A compulsive overeater knows he or she is overweight. Remarks from concerned friends, such as, “Let’s exercise together so you can lose weight” or “Why don’t you just go on a diet” are emotionally devastating. A compulsive overeater has many faces: those that make self-deprecating jokes about themselves, “I feel like a beached whale,” others that accept they can’t maintain a “normal” weight and continue to overeat, those that become reclusive, refusing to attend any events that they don’t absolutely have to or becoming workaholics that use their work as an excuse for not having a personal life, “Can’t go, have to work.” Still others will put on the face of denial, never acknowledging there is a problem, “The cleaners keep shrinking my clothes!” and then there are those who will try every new fad diet, supplement, or exercise program to no avail, hiding their compulsive overeating behavior.

Compulsive overeaters often hide behind their appearance, barricading themselves against society. They feel guilty for not being “good enough” and shame for being overweight. They use eating to cope with these feelings, often turning to episodes of binging and eating to forget the pain. Often, after such an episode, they become focused on getting the weight off at whatever cost—sacrificing good nutrition and eating habit—which can lead to a multitude of health problems. Compulsive overeating is a vicious cycle that is often repeated over and over again. They may or may not have a true concept of what normal eating habits are.

One such person was Lauren Grant, the founder of The Hungry Heart. She first became aware of her issues with food when she was in high school. She spent many nights watching television and overeating which led to weight gain. She tried many diets and would lose weight but when she eventually and inevitably “cheated,” she would feel guilty and turn to food, thinking it would provide the comfort she desired, ultimately gaining more weight. Eventually she would start dieting again and the vicious cycle of compulsive overeating would be set in motion again.

Feeling trapped, Lauren started going to therapy, learned as much as she could about compulsive overeating, and joined various support groups. Unfortunately her problems with food remained throughout college. Initially she thought her overeating was due to the stress of finals but soon realized it had to do with a stressful family situation; but even though she intellectually understood the underlying reasons for her eating behavior she still needed the food to deal with her emotions.

What changed for Lauren? She finally acknowledged the root of her problem and took stock of her life—honestly dealing with her issues with food for the first time in her life. She realized that she had to stop blaming her childhood for her overeating and be responsible for her own happiness.
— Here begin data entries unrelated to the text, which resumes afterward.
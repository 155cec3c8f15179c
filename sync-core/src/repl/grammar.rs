#![allow(clippy::module_name_repetitions)]

//! Lexer and parser for the monitor console.
//!
//! The lexer uses `regal` to produce a bounded token stream, while the parser
//! composes `winnow` combinators over those tokens to build structured
//! command values.

use super::catalog::{self, CommandTag, Node, PropertySpec, ValueSpec};
use core::fmt;
use core::ops::Range;
use core::time::Duration;

use heapless::Vec as HeaplessVec;
use regal::IncrementalError;
use regal::TokenCache;
use regal_macros::RegalLexer;
use winnow::error::{ErrMode, ParserError};
use winnow::prelude::*;

use crate::config::{ConfigField, MetricMode, Setting};

/// Maximum number of tokens produced per console line.
pub const MAX_TOKENS: usize = 32;
const MAX_CACHE_RECORDS: usize = MAX_TOKENS * 2;

/// Lexical token kinds recognized by the console grammar.
#[derive(RegalLexer, Clone, Copy, Debug, PartialEq, Eq, Default)]
pub enum TokenKind {
    /// Duration literal ending in `ms` or `s`.
    #[regex(r"[0-9]+(?:ms|s)", priority = 2)]
    Duration,
    /// Signed decimal literal with optional fraction and exponent.
    #[regex(r"-?[0-9]+(?:\.[0-9]+)?(?:[eE][-+]?[0-9]+)?")]
    Number,
    /// Identifier or keyword (case-insensitive match performed later).
    #[regex(r"[A-Za-z][A-Za-z0-9_]*")]
    Ident,
    /// Optional separator between a property and its value.
    #[token("=")]
    Equals,
    /// Inline whitespace is ignored.
    #[regex(r"[ \t]+", skip)]
    Whitespace,
    /// End-of-line token (`\r`, `\n`, or `\r\n`).
    #[token("\r\n")]
    #[token("\n")]
    #[token("\r")]
    Eol,
    /// Pseudo variant used when the lexer encounters unsupported input.
    #[default]
    #[regex(r".", priority = 1024)]
    Error,
}

/// Token emitted by the lexer with a byte span back into the source line.
#[derive(Clone, Debug, PartialEq, Eq)]
pub struct Token<'a> {
    pub kind: TokenKind,
    pub lexeme: &'a str,
    pub span: Range<usize>,
}

/// Bounded token buffer to avoid dynamic allocation in `no_std` environments.
pub type TokenBuffer<'a> = HeaplessVec<Token<'a>, MAX_TOKENS>;

/// Lexer errors.
#[derive(Clone, Debug, PartialEq, Eq)]
pub enum LexError {
    /// Input produced more tokens than the static buffer allows.
    TooManyTokens { processed: usize },
    /// Underlying lexer reported an unrecoverable error.
    Engine,
}

impl fmt::Display for LexError {
    fn fmt(&self, f: &mut fmt::Formatter<'_>) -> fmt::Result {
        match self {
            LexError::TooManyTokens { processed } => {
                write!(f, "token buffer exhausted after {processed} items")
            }
            LexError::Engine => write!(f, "lexer engine error"),
        }
    }
}

/// Grammar errors emitted by the parser.
#[derive(Clone, Debug, PartialEq, Eq)]
pub enum GrammarErrorKind<'a> {
    UnexpectedToken {
        expected: &'static str,
        found: Option<TokenKind>,
        span: Range<usize>,
    },
    UnexpectedEnd {
        expected: &'static str,
    },
    UnknownProperty {
        span: Range<usize>,
        lexeme: &'a str,
    },
    InvalidValue {
        field: ConfigField,
        span: Range<usize>,
    },
    InvalidDuration {
        span: Range<usize>,
    },
    InvalidToken {
        span: Range<usize>,
        lexeme: &'a str,
    },
}

impl fmt::Display for GrammarErrorKind<'_> {
    fn fmt(&self, f: &mut fmt::Formatter<'_>) -> fmt::Result {
        match self {
            GrammarErrorKind::UnexpectedToken {
                expected,
                found,
                span,
            } => write!(f, "expected {expected}, found {found:?} at {span:?}"),
            GrammarErrorKind::UnexpectedEnd { expected } => {
                write!(f, "unexpected end of input, expected {expected}")
            }
            GrammarErrorKind::UnknownProperty { span, lexeme } => {
                write!(f, "unknown property `{lexeme}` at {span:?}")
            }
            GrammarErrorKind::InvalidValue { field, span } => {
                write!(f, "invalid value for {} at {span:?}", field.keyword())
            }
            GrammarErrorKind::InvalidDuration { span } => {
                write!(f, "invalid duration literal at {span:?}")
            }
            GrammarErrorKind::InvalidToken { span, lexeme } => {
                write!(f, "unsupported token `{lexeme}` at {span:?}")
            }
        }
    }
}

/// Wrapper type enabling a consistent error surface for consumers.
#[derive(Clone, Debug, PartialEq, Eq)]
pub struct GrammarError<'a> {
    pub kind: GrammarErrorKind<'a>,
}

impl fmt::Display for GrammarError<'_> {
    fn fmt(&self, f: &mut fmt::Formatter<'_>) -> fmt::Result {
        self.kind.fmt(f)
    }
}

impl<'a> GrammarError<'a> {
    fn unexpected(expected: &'static str, token: Option<&Token<'a>>) -> Self {
        GrammarError {
            kind: match token {
                Some(tok) => GrammarErrorKind::UnexpectedToken {
                    expected,
                    found: Some(tok.kind),
                    span: tok.span.clone(),
                },
                None => GrammarErrorKind::UnexpectedEnd { expected },
            },
        }
    }

    fn unknown_property(token: &Token<'a>) -> Self {
        GrammarError {
            kind: GrammarErrorKind::UnknownProperty {
                span: token.span.clone(),
                lexeme: token.lexeme,
            },
        }
    }

    fn invalid_value(field: ConfigField, token: &Token<'a>) -> Self {
        GrammarError {
            kind: GrammarErrorKind::InvalidValue {
                field,
                span: token.span.clone(),
            },
        }
    }

    fn invalid_duration(token: &Token<'a>) -> Self {
        GrammarError {
            kind: GrammarErrorKind::InvalidDuration {
                span: token.span.clone(),
            },
        }
    }

    fn invalid_token(token: &Token<'a>) -> Self {
        GrammarError {
            kind: GrammarErrorKind::InvalidToken {
                span: token.span.clone(),
                lexeme: token.lexeme,
            },
        }
    }
}

type Input<'src, 'slice> = &'slice [Token<'src>];

impl<'src, 'slice> ParserError<Input<'src, 'slice>> for GrammarError<'src>
where
    'src: 'slice,
{
    type Inner = Self;

    fn from_input(input: &Input<'src, 'slice>) -> Self {
        GrammarError::unexpected("token", input.first())
    }

    fn or(self, other: Self) -> Self {
        other
    }

    fn into_inner(self) -> Result<Self::Inner, Self> {
        Ok(self)
    }
}

/// Combined lex/parse error.
#[derive(Clone, Debug, PartialEq, Eq)]
pub enum ParseError<'a> {
    Lex(LexError),
    Grammar(GrammarError<'a>),
}

impl fmt::Display for ParseError<'_> {
    fn fmt(&self, f: &mut fmt::Formatter<'_>) -> fmt::Result {
        match self {
            ParseError::Lex(err) => err.fmt(f),
            ParseError::Grammar(err) => err.fmt(f),
        }
    }
}

/// Structured commands produced by the parser.
#[derive(Clone, Debug, PartialEq)]
pub enum Command<'a> {
    Arm,
    Disarm,
    Set(Setting),
    Run(Duration),
    Status,
    Help(HelpCommand<'a>),
}

#[derive(Clone, Debug, PartialEq, Eq)]
pub struct HelpCommand<'a> {
    pub topic: Option<&'a str>,
}

pub(crate) fn parse_tokens_partial<'src, 'slice>(
    tokens: &'slice [Token<'src>],
) -> Result<(Command<'src>, &'slice [Token<'src>]), GrammarError<'src>>
where
    'src: 'slice,
{
    let mut input = tokens;
    match command().parse_next(&mut input) {
        Ok(cmd) => Ok((cmd, input)),
        Err(ErrMode::Backtrack(err) | ErrMode::Cut(err)) => Err(err),
        Err(ErrMode::Incomplete(_)) => Err(GrammarError::unexpected("token", input.first())),
    }
}
impl<I> SyncMonitor<I>
where
    I: SimInstant,
{
    /// Validates the configuration against `parent` and builds a monitor.
    ///
    /// Recoverable problems are corrected and available from
    /// [`SyncMonitor::warnings`].
    ///
    /// # Errors
    ///
    /// Returns [`SetupError`] when no switch is supplied, a bus link or property
    /// is missing, the nominal voltages disagree, or the configuration cannot
    /// be corrected.
    pub fn setup<S: SwitchSite>(
        parent: Option<&S>,
        config: ToleranceConfig,
        settings: &SystemSettings,
        now: I,
    ) -> Result<Self, SetupError> {
        let site = parent.ok_or(SetupError::MissingParentSwitch)?;

        let mut warnings = ConfigWarnings::new();
        let config = ValidatedConfig::new(config, settings, &mut warnings)?;
        let pair = BusPair::resolve(
            site.from_bus(),
            site.to_bus(),
            site.phases(),
            config.strict().voltage_pu,
        )?;
        let capable = resolve_registration(
            settings.fine_stepping_enabled,
            config.config().fine_step_inclusive,
            &mut warnings,
        );

        let mut telemetry = TelemetryRecorder::new();
        for warning in &warnings {
            if let ConfigWarning::Defaulted { field, .. } = warning {
                telemetry.record_defaulted(*field, now);
            }
        }

        let mut armed = config.config().armed;
        if armed && site.status() != SwitchStatus::Open {
            warn!("sync-check: armed with a closed switch, monitor disarmed");
            note_warning(&mut warnings, ConfigWarning::ArmedWithClosedSwitch);
            telemetry.record_disarmed(DisarmReason::SwitchNotOpen, now);
            armed = false;
        } else if armed {
            telemetry.record_armed(now);
        }

        info!(
            "sync-check: setup phases={=u8} base={=f64}V armed={=bool} fine-step={=bool}",
            pair.phases().bits(),
            pair.base_volts(),
            armed,
            capable
        );

        Ok(Self {
            snapshot: MeasurementSnapshot::empty(pair.base_volts()),
            dwell: DwellTimer::new(config.dwell_period_sec()),
            trigger: StepModeController::new(capable, settings.trigger_interval, now),
            config,
            pair,
            armed,
            closed: false,
            in_window: false,
            last_evaluation: armed.then_some(now),
            last_report: None,
            warnings,
            telemetry,
        })
    }

    /// Coarse-step entry point, called once per coarse step on the late pass.
    ///
    /// Work is only performed when the trigger cadence is due; other calls
    /// return [`StepRecommendation::StayEventDriven`] without touching state.
    ///
    /// # Errors
    ///
    /// Propagates a rejected close command or a lost bus link.
    pub fn coarse_step<S: SwitchSite>(
        &mut self,
        site: &mut S,
        now: I,
    ) -> Result<StepRecommendation, MonitorError<S::Error>> {
        if !self.trigger.coarse_due(now) {
            return Ok(StepRecommendation::StayEventDriven);
        }

        if !self.armed {
            self.hold_idle(now);
            return Ok(StepRecommendation::StayEventDriven);
        }

        self.evaluate_tick(site, now)
    }

    /// Fine-step entry point, called on every pass of every sub-step.
    ///
    /// Only the pre-update pass of iteration zero evaluates; every other pass
    /// returns the recommendation already held.
    ///
    /// # Errors
    ///
    /// Propagates a rejected close command or a lost bus link.
    pub fn fine_step<S: SwitchSite>(
        &mut self,
        site: &mut S,
        now: I,
        pass: FinePass,
    ) -> Result<StepRecommendation, MonitorError<S::Error>> {
        if !self.armed {
            self.hold_idle(now);
            return Ok(StepRecommendation::StayEventDriven);
        }

        if !pass.evaluates() {
            return Ok(self.trigger.recommendation());
        }

        self.evaluate_tick(site, now)
    }

    fn evaluate_tick<S: SwitchSite>(
        &mut self,
        site: &mut S,
        now: I,
    ) -> Result<StepRecommendation, MonitorError<S::Error>> {
        let from = site
            .from_bus()
            .ok_or(MonitorError::<S::Error>::LinkLost(BusSide::From))?;
        let to = site
            .to_bus()
            .ok_or(MonitorError::<S::Error>::LinkLost(BusSide::To))?;
        self.snapshot.refresh(from, to, self.pair.phases());

        let report = assess(&self.snapshot, self.config.mode(), self.pair.phases());
        self.last_report = Some(report);

        let relaxed_pass = report.passes(self.config.relaxed());
        let strict_pass = report.passes(self.config.strict());
        self.update_trigger(relaxed_pass, now);
        self.note_window(strict_pass, now);

        let elapsed = self
            .last_evaluation
            .map_or(Duration::ZERO, |previous| {
                now.saturating_duration_since(previous)
            });
        self.last_evaluation = Some(now);

        match self.dwell.record(strict_pass, elapsed) {
            DwellProgress::Satisfied { accumulated_sec } => {
                self.issue_close(site, accumulated_sec, now)?;
                Ok(StepRecommendation::StayEventDriven)
            }
            DwellProgress::Accumulating { .. } | DwellProgress::Reset => {
                Ok(self.trigger.recommendation())
            }
        }
    }

    fn issue_close<S: SwitchSite>(
        &mut self,
        site: &mut S,
        accumulated_sec: f64,
        now: I,
    ) -> Result<(), MonitorError<S::Error>> {
        site.close().map_err(MonitorError::CloseRejected)?;

        info!(
            "sync-check: close issued after {=f64}s inside the window",
            accumulated_sec
        );
        self.telemetry.record_close(
            DwellTelemetry::from_secs(accumulated_sec, self.dwell.period_sec()),
            now,
        );
        self.closed = true;
        self.disarm_with(DisarmReason::Closed, now);
        Ok(())
    }

    fn update_trigger(&mut self, relaxed_pass: bool, now: I) {
        let before = self.trigger.recommendation();
        let after = self.trigger.update(relaxed_pass);
        if before != after {
            debug!("sync-check: fine step requested={=bool}", after.is_fine());
            self.telemetry.record_step_change(after, now);
        }
    }

    fn release_trigger(&mut self, now: I) {
        if self.trigger.recommendation().is_fine() {
            self.trigger.release();
            self.telemetry
                .record_step_change(StepRecommendation::StayEventDriven, now);
        }
    }

    fn note_window(&mut self, strict_pass: bool, now: I) {
        if strict_pass != self.in_window {
            self.in_window = strict_pass;
            self.telemetry.record_window_transition(strict_pass, now);
        }
    }

    /// Disarmed ticks keep the accumulator at zero and drop any request.
    fn hold_idle(&mut self, now: I) {
        self.dwell.reset();
        self.last_evaluation = None;
        self.in_window = false;
        self.release_trigger(now);
    }

    fn disarm_with(&mut self, reason: DisarmReason, now: I) {
        self.armed = false;
        self.hold_idle(now);
        self.telemetry.record_disarmed(reason, now);
    }

    /// Arms the monitor for one synchronization event.
    ///
    /// # Errors
    ///
    /// Returns [`ArmError::SwitchNotOpen`] when the switch is already closed.
    pub fn arm<S: SwitchSite>(&mut self, site: &S, now: I) -> Result<(), ArmError> {
        if site.status() != SwitchStatus::Open {
            warn!("sync-check: arm request ignored, switch is not open");
            note_warning(&mut self.warnings, ConfigWarning::ArmRejectedSwitchClosed);
            return Err(ArmError::SwitchNotOpen);
        }
        if self.armed {
            return Ok(());
        }

        self.armed = true;
        self.closed = false;
        self.dwell.reset();
        self.last_evaluation = Some(now);
        self.telemetry.record_armed(now);
        info!("sync-check: armed");
        Ok(())
    }

    /// Stops evaluation immediately and clears the dwell accumulator.
    pub fn disarm(&mut self, now: I) {
        if self.armed {
            self.disarm_with(DisarmReason::Operator, now);
            info!("sync-check: disarmed by operator");
        }
    }

    /// Switches the voltage metric. Accumulated dwell is kept.
    pub fn set_mode(&mut self, mode: MetricMode) {
        self.config.set_mode(mode);
    }

    /// Replaces the trigger multiplier and recomputes the relaxed band.
    pub fn set_trigger_multiplier(&mut self, multiplier: f64, now: I) -> ConfigWarnings {
        let mut warnings = ConfigWarnings::new();
        self.config.set_trigger_multiplier(multiplier, &mut warnings);
        self.absorb_warnings(&warnings, now);
        warnings
    }

    /// Applies a new tolerance configuration without re-running setup.
    ///
    /// The `armed` and `fine_step_inclusive` fields are ignored; use
    /// [`SyncMonitor::arm`] and [`SyncMonitor::disarm`] to change arming.
    /// Accumulated dwell is kept and compared against the new period.
    ///
    /// # Errors
    ///
    /// Returns [`ConfigError`] when the new values cannot be corrected; the
    /// previous configuration stays in effect.
    pub fn reconfigure(
        &mut self,
        config: ToleranceConfig,
        settings: &SystemSettings,
        now: I,
    ) -> Result<ConfigWarnings, ConfigError> {
        let mut warnings = ConfigWarnings::new();
        let mut validated = ValidatedConfig::new(config, settings, &mut warnings)?;
        validated.retain_flags(self.config.config());

        self.dwell.set_period_sec(validated.dwell_period_sec());
        self.config = validated;
        self.absorb_warnings(&warnings, now);
        Ok(warnings)
    }

    /// Applies one configuration-surface assignment.
    ///
    /// # Errors
    ///
    /// Returns [`SettingError`] when arming is refused or the resulting
    /// configuration cannot be corrected.
    pub fn apply_setting<S: SwitchSite>(
        &mut self,
        site: &S,
        setting: Setting,
        settings: &SystemSettings,
        now: I,
    ) -> Result<ConfigWarnings, SettingError> {
        match setting {
            Setting::Armed(true) => {
                self.arm(site, now)?;
                Ok(ConfigWarnings::new())
            }
            Setting::Armed(false) => {
                self.disarm(now);
                Ok(ConfigWarnings::new())
            }
            Setting::Mode(mode) => {
                self.set_mode(mode);
                Ok(ConfigWarnings::new())
            }
            Setting::Value {
                field: ConfigField::TriggerMultiplier,
                value,
            } => Ok(self.set_trigger_multiplier(value, now)),
            other => {
                let mut config = *self.config.config();
                config.apply(other);
                Ok(self.reconfigure(config, settings, now)?)
            }
        }
    }

    fn absorb_warnings(&mut self, warnings: &ConfigWarnings, now: I) {
        for warning in warnings {
            if let ConfigWarning::Defaulted { field, .. } = warning {
                self.telemetry.record_defaulted(*field, now);
            }
            note_warning(&mut self.warnings, *warning);
        }
    }

    #[must_use]
    pub fn state(&self) -> SyncState {
        if self.armed {
            if self.dwell.accumulated_sec() > 0.0 {
                SyncState::ArmedAccumulating
            } else {
                SyncState::ArmedIdle
            }
        } else if self.closed {
            SyncState::Closed
        } else {
            SyncState::Disarmed
        }
    }

    #[must_use]
    pub const fn is_armed(&self) -> bool {
        self.armed
    }

    #[must_use]
    pub const fn dwell_accumulated_sec(&self) -> f64 {
        self.dwell.accumulated_sec()
    }

    #[must_use]
    pub const fn dwell_period_sec(&self) -> f64 {
        self.dwell.period_sec()
    }

    /// Recommendation held from the most recent evaluation.
    #[must_use]
    pub const fn recommendation(&self) -> StepRecommendation {
        self.trigger.recommendation()
    }

    #[must_use]
    pub const fn is_fine_step_capable(&self) -> bool {
        self.trigger.is_capable()
    }

    #[must_use]
    pub const fn config(&self) -> &ValidatedConfig {
        &self.config
    }

    #[must_use]
    pub const fn bus_pair(&self) -> &BusPair {
        &self.pair
    }

    #[must_use]
    pub const fn snapshot(&self) -> &MeasurementSnapshot {
        &self.snapshot
    }

    /// Deviations computed by the most recent evaluation.
    #[must_use]
    pub const fn last_report(&self) -> Option<&MetricReport> {
        self.last_report.as_ref()
    }

    /// Every warning raised since setup, oldest first.
    #[must_use]
    pub fn warnings(&self) -> &[ConfigWarning] {
        &self.warnings
    }

    #[must_use]
    pub const fn telemetry(&self) -> &TelemetryRecorder<I> {
        &self.telemetry
    }
}
mod grid;
mod scheduler;
mod session;

use std::env;
use std::io::{self, BufRead, Write};
use std::process;

use crossterm::style::{Stylize, style};
use session::{Session, TranscriptProfile};

fn main() -> io::Result<()> {
    let profile = parse_profile().unwrap_or_else(|err| {
        eprintln!("{err}");
        eprintln!(
            "Usage: sync-emulator [--profile <slip|matched|jammed>] | sync-emulator <slip|matched|jammed>"
        );
        process::exit(2);
    });

    let stdin = io::stdin();
    let mut reader = stdin.lock();
    let stdout = io::stdout();
    let mut writer = stdout.lock();
    let mut session = Session::new(profile)?;
    let mut line = String::new();

    writeln!(
        writer,
        "Sync Check Emulator ready. Type `help` for commands or `exit` to quit."
    )?;

    loop {
        line.clear();
        write!(writer, "> ")?;
        writer.flush()?;

        let bytes_read = reader.read_line(&mut line)?;
        if bytes_read == 0 {
            writeln!(writer)?;
            break;
        }

        let trimmed = line.trim();
        if trimmed.is_empty() {
            continue;
        }

        if should_terminate(trimmed) {
            writeln!(
                writer,
                "Session closed after {} commands.",
                session.command_count()
            )?;
            break;
        }

        let responses = session.handle_command(trimmed)?;
        for response in responses {
            write_response(&mut writer, &response)?;
        }
    }

    Ok(())
}

fn write_response<W: Write>(writer: &mut W, response: &str) -> io::Result<()> {
    if response.starts_with("OK") {
        writeln!(writer, "{}", style(response).green())
    } else if response.starts_with("WARN") {
        writeln!(writer, "{}", style(response).yellow())
    } else if response.starts_with("ERR") {
        writeln!(writer, "{}", style(response).red())
    } else {
        writeln!(writer, "{response}")
    }
}

fn should_terminate(input: &str) -> bool {
    input.eq_ignore_ascii_case("exit") || input.eq_ignore_ascii_case("quit")
}

fn parse_profile() -> Result<TranscriptProfile, String> {
    let mut args = env::args().skip(1);
    if let Some(arg) = args.next() {
        if let Some(value) = arg.strip_prefix("--profile=") {
            TranscriptProfile::from_tag(value)
        } else if arg == "--profile" {
            if let Some(value) = args.next() {
                TranscriptProfile::from_tag(&value)
            } else {
                Err("Expected value after --profile".to_string())
            }
        } else {
            TranscriptProfile::from_tag(&arg)
        }
    } else {
        Ok(TranscriptProfile::Slip)
    }
}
Having overcome her own battle with food, Lauren set out to create a program that would help others break free of their issues with food, naturally and permanently. Thus, in 1996, The Hungry Heart was established. Lauren chose the name because as she says, “Compulsive Overeaters don’t really eat because food tastes so good, but because we’re emotionally hungry. People overeat for many reasons such as stress, boredom, and loneliness. To them, food is comfort or a reward. But the two most common threads that run through our issues with food are not feeling good about ourselves and not taking care of ourselves.”

Lauren and her team of Certified Nutritional Counselors and Clinical Hypnotherapists have all overcome their own issues with food—yo-yo dieting, food obsessions, starving, binging, excessive exercise—that drained their energy, stole their time, and destroyed their quality of life. They understand what it takes to permanently change your relationship with food once and for all.

The Hungry Heart’s systematic 8-session program teaches clients how to stop the diet/binge cycle and lose weight naturally and permanently—addressing the core issues that have led to this behavior. Clients enjoy favorite foods without guilt or weight gain. The program is results-driven and includes behavior modification, hypnotherapy, and nutritional counseling.

Are you a compulsive overeater? Take our quiz to find out! Click here.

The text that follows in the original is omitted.